:: Work task ::
Exactly those lines that run from the one containing "let moves = position.legal_moves();" through the last line of the entries below should be printed, and no others.

::: Records provided

#![no_main]
use gambit::chess::position::Position;
use libfuzzer_sys::fuzz_target;
use pretty_assertions::assert_eq;

// Every byte picks one of the legal moves in the current position.
fuzz_target!(|data: &[u8]| {
    let mut position = Position::starting();
    let mut records = Vec::new();
    for &byte in data {
        let moves = position.legal_moves();
        if moves.is_empty() {
            break;
        }
        let next_move = moves[usize::from(byte) % moves.len()];
        let (next, record) = position.play(&next_move).unwrap();
        assert_eq!(position.replay(&record), next);
        records.push(record);
        position = next;
    }
    while let Some(record) = records.pop() {
        position = position.reverse(&record);
    }
    assert_eq!(position, Position::starting());
});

::::::

:: Output for this exercise ::
        let moves = position.legal_moves();
        if moves.is_empty() {
            break;
        }
        let next_move = moves[usize::from(byte) % moves.len()];
        let (next, record) = position.play(&next_move).unwrap();
        assert_eq!(position.replay(&record), next);
        records.push(record);
        position = next;
    }
    while let Some(record) = records.pop() {
        position = position.reverse(&record);
    }
    assert_eq!(position, Position::starting());
});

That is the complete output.